In fifteen minutes I had a ride headed for Macomb and Natchez Mississippi then over to Alexandria and Shreveport Louisiana. I was sailing as if I were on a fleet sailboat cutting through a shining, boundless, magical sea. I was high as a kite but the only mind altering drug I was on was nicotine. The people who picked me up were so open, friendly and nice I just clipped along talking to them all and humming two songs most of the time from a new group Connie had turned me on to call The Grateful Dead.

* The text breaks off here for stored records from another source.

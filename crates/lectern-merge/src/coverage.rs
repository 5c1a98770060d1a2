//! Merge-by-coverage.
//!
//! Several stored versions of the same section, ordered by precedence, are
//! combined position by position: each position takes the first non-empty
//! value. Provenance is tracked as one source index per leaf of the result,
//! flattened in document order. Below the first level the mapping from
//! leaves back to their position in the tree is therefore not kept.

use serde::{Deserialize, Serialize};
use tracing::debug;

use lectern_types::TextTree;

/// Result of a coverage merge.
#[derive(Clone, Debug, PartialEq, Eq, Serialize, Deserialize)]
pub struct Merged {
    pub text: TextTree,
    /// For every leaf of `text` in document order, the index of the
    /// candidate it came from. `None` where no candidate had text.
    pub sources: Vec<Option<usize>>,
}

impl Merged {
    /// The one candidate that supplied every non-empty leaf, if there is
    /// exactly one.
    pub fn single_source(&self) -> Option<usize> {
        let mut contributors = self.sources.iter().flatten();
        let first = *contributors.next()?;
        contributors.all(|&s| s == first).then_some(first)
    }
}

fn has_text(tree: &TextTree) -> bool {
    matches!(tree, TextTree::Leaf(s) if !s.is_empty())
}

fn merge_level(candidates: &[Option<&TextTree>], sources: &mut Vec<Option<usize>>) -> TextTree {
    let width = candidates
        .iter()
        .flatten()
        .filter(|t| t.is_node())
        .map(|t| t.child_count())
        .max();

    let Some(width) = width else {
        let winner = candidates
            .iter()
            .enumerate()
            .find_map(|(i, c)| c.filter(|t| has_text(t)).map(|t| (i, t)));
        return match winner {
            Some((i, t)) => {
                sources.push(Some(i));
                t.clone()
            }
            None => {
                sources.push(None);
                TextTree::Leaf(String::new())
            }
        };
    };

    let children = (1..=width as u32)
        .map(|k| {
            let column: Vec<Option<&TextTree>> = candidates
                .iter()
                .map(|c| c.filter(|t| t.is_node()).and_then(|t| t.get(k)))
                .collect();
            merge_level(&column, sources)
        })
        .collect();
    TextTree::Node(children)
}

/// Merge `candidates` (highest precedence first) into one tree.
///
/// ```
/// use lectern_merge::merge_by_coverage;
/// use lectern_types::TextTree;
///
/// let merged = merge_by_coverage(&[
///     TextTree::segments(["a", ""]),
///     TextTree::segments(["", "b", "c"]),
/// ]);
/// assert_eq!(merged.text, TextTree::segments(["a", "b", "c"]));
/// assert_eq!(merged.sources, vec![Some(0), Some(1), Some(1)]);
/// ```
pub fn merge_by_coverage(candidates: &[TextTree]) -> Merged {
    let refs: Vec<Option<&TextTree>> = candidates.iter().map(Some).collect();
    let mut sources = Vec::new();
    let text = if refs.iter().flatten().any(|t| t.is_node()) {
        merge_level(&refs, &mut sources)
    } else {
        // Single segments: treat each candidate as a one-element list, then unwrap.
        let wrapped: Vec<TextTree> = candidates
            .iter()
            .map(|t| TextTree::Node(vec![t.clone()]))
            .collect();
        let refs: Vec<Option<&TextTree>> = wrapped.iter().map(Some).collect();
        match merge_level(&refs, &mut sources) {
            TextTree::Node(mut children) if children.len() == 1 => children.remove(0),
            other => other,
        }
    };
    debug!(
        candidates = candidates.len(),
        leaves = sources.len(),
        "merged versions by coverage"
    );
    Merged { text, sources }
}
//! Citation grammar and ref algebra for Lectern.
//!
//! A citation such as `"Genesis 1:2-5"`, `"Shabbat 13a:3-14"`,
//! `"Rashi on Genesis 1:2:3"`, or `"בראשית א ב"` is parsed into a [`Ref`]:
//! a canonical title plus a closed range of 1-based section numbers. The
//! algebra then answers the questions storage and linking need: is this ref
//! spanning, what are its pieces, does one ref contain another, and what are
//! the neighboring sections.
//!
//! # Key Types
//!
//! - [`RefParser`]: Parses citations against an [`lectern_index::IndexRegistry`]
//! - [`Ref`]: Resolved coordinate with canonical `Display`
//! - [`LengthLookup`]: Injected capability reporting stored section sizes
//! - [`RefError`]: Parse and range errors

pub mod algebra;
pub mod daf;
pub mod error;
pub mod hebrew;
pub mod hebrew_grammar;
pub mod navigation;
pub mod parser;
pub mod scan;
pub mod types;

#[cfg(test)]
mod test_support;

pub use algebra::{covers, is_spanning, range_expand, section_level, split_span, top_section, url_form, widen};
pub use daf::{daf_to_section, parse_daf, parse_daf_section, section_to_daf, section_to_daf_he, Amud};
pub use error::{RefError, RefResult};
pub use hebrew::{contains_hebrew, decode_hebrew_numeral, encode_hebrew_numeral};
pub use navigation::{next_section, prev_section, LengthLookup, NoLengths};
pub use parser::{normalize_citation, RefParser};
pub use scan::citations_in_text;
pub use types::{Ref, Shorthand};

The songs were “Truckin” and “Ripple”. They were stuck in my brain.

Remembering that scene today reminds me of how great movies have great sound tracks and I really had a great sound track that was reflecting my movie like experience, especially when I add in the other group Connie turned me on to called Delaney and Bonnie with their songs, “Never ending song of love” and, “Sing my way home”.

Well, in every great story there’s going to be some low places following the high places and in Shreveport there was a low place that I can’t remember exactly how it came about, but it took place at a mad house split in the highway where the left split went to South Texas and the right to Central Texas and Dallas/Fort Worth. I just remember how tense it was dealing with a flat tire and traffic whizzing by a few feet away.

We took Interstate twenty toward Dallas and my next low place. It was late afternoon and my ride dropped me off in the boonies between Marshall and Tyler Texas. It wasn’t the worst place to be dropped off; there was a small country store where I bought some canned meat and crackers. I hadn’t eaten since breakfast so canned meat never tasted so good.

I went out to the interstate ramp with my laundry sack and my confidence that was still glowing to catch another ride. I waited and waited and waited; seemed nobody from the country was going to the big city that afternoon, and I waited some more. It was Saturday and it was getting dark and the store keeper warned me to watch myself because the Cowboys, that’s what he called them, were pretty wild around there and might throw beer cans at me or who knows what else they might do if they didn’t like the way I looked. I reached up and took off the green head band I was wearing.

He was right. It had gotten really dark except for a couple of security lights near the entrance to the interstate ramp. Just enough light so the Cowboys could see their target I thought to myself. Sure enough, here they came and they were throwing cans.